What you need to do:
The answer should consist of all the records, written out word for word.

┏━━

//! Groq LLM client (OpenAI-compatible chat completions API)
//!
//! Any OpenAI-compatible endpoint works by pointing `LLM_BASE_URL` at it.
//! Each call is a single attempt bounded by the client timeout.

use async_trait::async_trait;
use reqwest::Client;
use serde::{Deserialize, Serialize};
use std::time::Duration;

use crate::infrastructure::ports::{
    FinishReason, LlmError, LlmPort, LlmRequest, LlmResponse, MessageRole, ResponseFormat,
};
use crate::infrastructure::settings::LlmSettings;

/// Default Groq base URL (OpenAI-compatible prefix).
pub const DEFAULT_GROQ_BASE_URL: &str = "https://api.groq.com/openai";

/// Default model for Groq.
pub const DEFAULT_GROQ_MODEL: &str = "llama-3.3-70b-versatile";

/// Default per-request timeout.
pub const DEFAULT_TIMEOUT_SECS: u64 = 60;

/// Client for Groq's OpenAI-compatible API
#[derive(Clone)]
pub struct GroqClient {
    client: Client,
    base_url: String,
    model: String,
    api_key: Option<String>,
    timeout_secs: u64,
}

impl GroqClient {
    pub fn new(base_url: &str, model: &str, api_key: Option<String>, timeout_secs: u64) -> Self {
        let client = Client::builder()
            .timeout(Duration::from_secs(timeout_secs))
            .build()
            .unwrap_or_else(|_| Client::new());

        Self {
            client,
            base_url: base_url.trim_end_matches('/').to_string(),
            model: model.to_string(),
            api_key: api_key.filter(|key| !key.trim().is_empty()),
            timeout_secs,
        }
    }

    pub fn from_settings(settings: &LlmSettings) -> Self {
        Self::new(
            &settings.base_url,
            &settings.model,
            settings.api_key.clone(),
            settings.timeout_secs,
        )
    }

    pub fn has_api_key(&self) -> bool {
        self.api_key.is_some()
    }

    fn endpoint(&self) -> String {
        format!("{}/v1/chat/completions", self.base_url)
    }

    fn map_transport_error(&self, error: reqwest::Error) -> LlmError {
        if error.is_timeout() {
            LlmError::Timeout(self.timeout_secs)
        } else {
            LlmError::RequestFailed(error.to_string())
        }
    }
}

#[async_trait]
impl LlmPort for GroqClient {
    async fn generate(&self, request: LlmRequest) -> Result<LlmResponse, LlmError> {
        let api_key = self.api_key.as_deref().ok_or(LlmError::MissingApiKey)?;
        let api_request = build_request(&self.model, &request);

        tracing::debug!(
            model = %self.model,
            json_mode = request.response_format == ResponseFormat::JsonObject,
            messages = api_request.messages.len(),
            "Sending chat completion request"
        );

        let response = self
            .client
            .post(self.endpoint())
            .bearer_auth(api_key)
            .json(&api_request)
            .send()
            .await
            .map_err(|e| self.map_transport_error(e))?;

        let status = response.status();
        if !status.is_success() {
            let error_text = response
                .text()
                .await
                .map_err(|e| self.map_transport_error(e))?;
            return Err(LlmError::RequestFailed(format!("{status}: {error_text}")));
        }

        let api_response: OpenAIChatResponse = response
            .json()
            .await
            .map_err(|e| LlmError::InvalidResponse(e.to_string()))?;

        convert_response(api_response)
    }
}

fn build_request(model: &str, request: &LlmRequest) -> OpenAIChatRequest {
    let mut messages = Vec::with_capacity(request.messages.len() + 1);

    if let Some(system) = &request.system_prompt {
        messages.push(OpenAIMessage {
            role: MessageRole::System.as_str().to_string(),
            content: Some(system.clone()),
        });
    }

    for msg in &request.messages {
        messages.push(OpenAIMessage {
            role: msg.role.as_str().to_string(),
            content: Some(msg.content.clone()),
        });
    }

    OpenAIChatRequest {
        model: model.to_string(),
        messages,
        temperature: request.temperature,
        response_format: match request.response_format {
            ResponseFormat::Text => None,
            ResponseFormat::JsonObject => Some(OpenAIResponseFormat {
                r#type: "json_object",
            }),
        },
    }
}

fn convert_response(response: OpenAIChatResponse) -> Result<LlmResponse, LlmError> {
    let choice = response
        .choices
        .into_iter()
        .next()
        .ok_or_else(|| LlmError::InvalidResponse("No choices in LLM response".to_string()))?;

    let finish_reason = match choice.finish_reason.as_deref() {
        Some("stop") | None => FinishReason::Stop,
        Some("length") => FinishReason::Length,
        Some("content_filter") => FinishReason::ContentFilter,
        Some(_) => FinishReason::Unknown,
    };

    if finish_reason == FinishReason::Length {
        tracing::warn!("LLM response was truncated at the token limit");
    }

    if let Some(usage) = &response.usage {
        tracing::debug!(
            prompt_tokens = usage.prompt_tokens,
            completion_tokens = usage.completion_tokens,
            total_tokens = usage.total_tokens,
            "Chat completion token usage"
        );
    }

    Ok(LlmResponse {
        content: choice.message.content.unwrap_or_default(),
        finish_reason,
    })
}

// =============================================================================
// OpenAI API types
// =============================================================================

#[derive(Debug, Serialize)]
struct OpenAIChatRequest {
    model: String,
    messages: Vec<OpenAIMessage>,
    #[serde(skip_serializing_if = "Option::is_none")]
    temperature: Option<f32>,
    #[serde(skip_serializing_if = "Option::is_none")]
    response_format: Option<OpenAIResponseFormat>,
}

#[derive(Debug, Serialize)]
struct OpenAIResponseFormat {
    r#type: &'static str,
}

#[derive(Debug, Default, Serialize, Deserialize)]
struct OpenAIMessage {
    role: String,
    #[serde(skip_serializing_if = "Option::is_none")]
    content: Option<String>,
}

#[derive(Debug, Deserialize)]
struct OpenAIChatResponse {
    choices: Vec<OpenAIChoice>,
    usage: Option<OpenAIUsage>,
}

#[derive(Debug, Deserialize, Default)]
struct OpenAIChoice {
    message: OpenAIMessage,
    finish_reason: Option<String>,
}

#[derive(Debug, Deserialize)]
struct OpenAIUsage {
    prompt_tokens: u32,
    completion_tokens: u32,
    total_tokens: u32,
}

┗━━

Task answer:
//! Groq LLM client (OpenAI-compatible chat completions API)
//!
//! Any OpenAI-compatible endpoint works by pointing `LLM_BASE_URL` at it.
//! Each call is a single attempt bounded by the client timeout.

use async_trait::async_trait;
use reqwest::Client;
use serde::{Deserialize, Serialize};
use std::time::Duration;

use crate::infrastructure::ports::{
    FinishReason, LlmError, LlmPort, LlmRequest, LlmResponse, MessageRole, ResponseFormat,
};
use crate::infrastructure::settings::LlmSettings;

/// Default Groq base URL (OpenAI-compatible prefix).
pub const DEFAULT_GROQ_BASE_URL: &str = "https://api.groq.com/openai";

/// Default model for Groq.
pub const DEFAULT_GROQ_MODEL: &str = "llama-3.3-70b-versatile";

/// Default per-request timeout.
pub const DEFAULT_TIMEOUT_SECS: u64 = 60;

/// Client for Groq's OpenAI-compatible API
#[derive(Clone)]
pub struct GroqClient {
    client: Client,
    base_url: String,
    model: String,
    api_key: Option<String>,
    timeout_secs: u64,
}

impl GroqClient {
    pub fn new(base_url: &str, model: &str, api_key: Option<String>, timeout_secs: u64) -> Self {
        let client = Client::builder()
            .timeout(Duration::from_secs(timeout_secs))
            .build()
            .unwrap_or_else(|_| Client::new());

        Self {
            client,
            base_url: base_url.trim_end_matches('/').to_string(),
            model: model.to_string(),
            api_key: api_key.filter(|key| !key.trim().is_empty()),
            timeout_secs,
        }
    }

    pub fn from_settings(settings: &LlmSettings) -> Self {
        Self::new(
            &settings.base_url,
            &settings.model,
            settings.api_key.clone(),
            settings.timeout_secs,
        )
    }

    pub fn has_api_key(&self) -> bool {
        self.api_key.is_some()
    }

    fn endpoint(&self) -> String {
        format!("{}/v1/chat/completions", self.base_url)
    }

    fn map_transport_error(&self, error: reqwest::Error) -> LlmError {
        if error.is_timeout() {
            LlmError::Timeout(self.timeout_secs)
        } else {
            LlmError::RequestFailed(error.to_string())
        }
    }
}

#[async_trait]
impl LlmPort for GroqClient {
    async fn generate(&self, request: LlmRequest) -> Result<LlmResponse, LlmError> {
        let api_key = self.api_key.as_deref().ok_or(LlmError::MissingApiKey)?;
        let api_request = build_request(&self.model, &request);

        tracing::debug!(
            model = %self.model,
            json_mode = request.response_format == ResponseFormat::JsonObject,
            messages = api_request.messages.len(),
            "Sending chat completion request"
        );

        let response = self
            .client
            .post(self.endpoint())
            .bearer_auth(api_key)
            .json(&api_request)
            .send()
            .await
            .map_err(|e| self.map_transport_error(e))?;

        let status = response.status();
        if !status.is_success() {
            let error_text = response
                .text()
                .await
                .map_err(|e| self.map_transport_error(e))?;
            return Err(LlmError::RequestFailed(format!("{status}: {error_text}")));
        }

        let api_response: OpenAIChatResponse = response
            .json()
            .await
            .map_err(|e| LlmError::InvalidResponse(e.to_string()))?;

        convert_response(api_response)
    }
}

fn build_request(model: &str, request: &LlmRequest) -> OpenAIChatRequest {
    let mut messages = Vec::with_capacity(request.messages.len() + 1);

    if let Some(system) = &request.system_prompt {
        messages.push(OpenAIMessage {
            role: MessageRole::System.as_str().to_string(),
            content: Some(system.clone()),
        });
    }

    for msg in &request.messages {
        messages.push(OpenAIMessage {
            role: msg.role.as_str().to_string(),
            content: Some(msg.content.clone()),
        });
    }

    OpenAIChatRequest {
        model: model.to_string(),
        messages,
        temperature: request.temperature,
        response_format: match request.response_format {
            ResponseFormat::Text => None,
            ResponseFormat::JsonObject => Some(OpenAIResponseFormat {
                r#type: "json_object",
            }),
        },
    }
}

fn convert_response(response: OpenAIChatResponse) -> Result<LlmResponse, LlmError> {
    let choice = response
        .choices
        .into_iter()
        .next()
        .ok_or_else(|| LlmError::InvalidResponse("No choices in LLM response".to_string()))?;

    let finish_reason = match choice.finish_reason.as_deref() {
        Some("stop") | None => FinishReason::Stop,
        Some("length") => FinishReason::Length,
        Some("content_filter") => FinishReason::ContentFilter,
        Some(_) => FinishReason::Unknown,
    };

    if finish_reason == FinishReason::Length {
        tracing::warn!("LLM response was truncated at the token limit");
    }

    if let Some(usage) = &response.usage {
        tracing::debug!(
            prompt_tokens = usage.prompt_tokens,
            completion_tokens = usage.completion_tokens,
            total_tokens = usage.total_tokens,
            "Chat completion token usage"
        );
    }

    Ok(LlmResponse {
        content: choice.message.content.unwrap_or_default(),
        finish_reason,
    })
}

// =============================================================================
// OpenAI API types
// =============================================================================

#[derive(Debug, Serialize)]
struct OpenAIChatRequest {
    model: String,
    messages: Vec<OpenAIMessage>,
    #[serde(skip_serializing_if = "Option::is_none")]
    temperature: Option<f32>,
    #[serde(skip_serializing_if = "Option::is_none")]
    response_format: Option<OpenAIResponseFormat>,
}

#[derive(Debug, Serialize)]
struct OpenAIResponseFormat {
    r#type: &'static str,
}

#[derive(Debug, Default, Serialize, Deserialize)]
struct OpenAIMessage {
    role: String,
    #[serde(skip_serializing_if = "Option::is_none")]
    content: Option<String>,
}

#[derive(Debug, Deserialize)]
struct OpenAIChatResponse {
    choices: Vec<OpenAIChoice>,
    usage: Option<OpenAIUsage>,
}

#[derive(Debug, Deserialize, Default)]
struct OpenAIChoice {
    message: OpenAIMessage,
    finish_reason: Option<String>,
}

#[derive(Debug, Deserialize)]
struct OpenAIUsage {
    prompt_tokens: u32,
    completion_tokens: u32,
    total_tokens: u32,
}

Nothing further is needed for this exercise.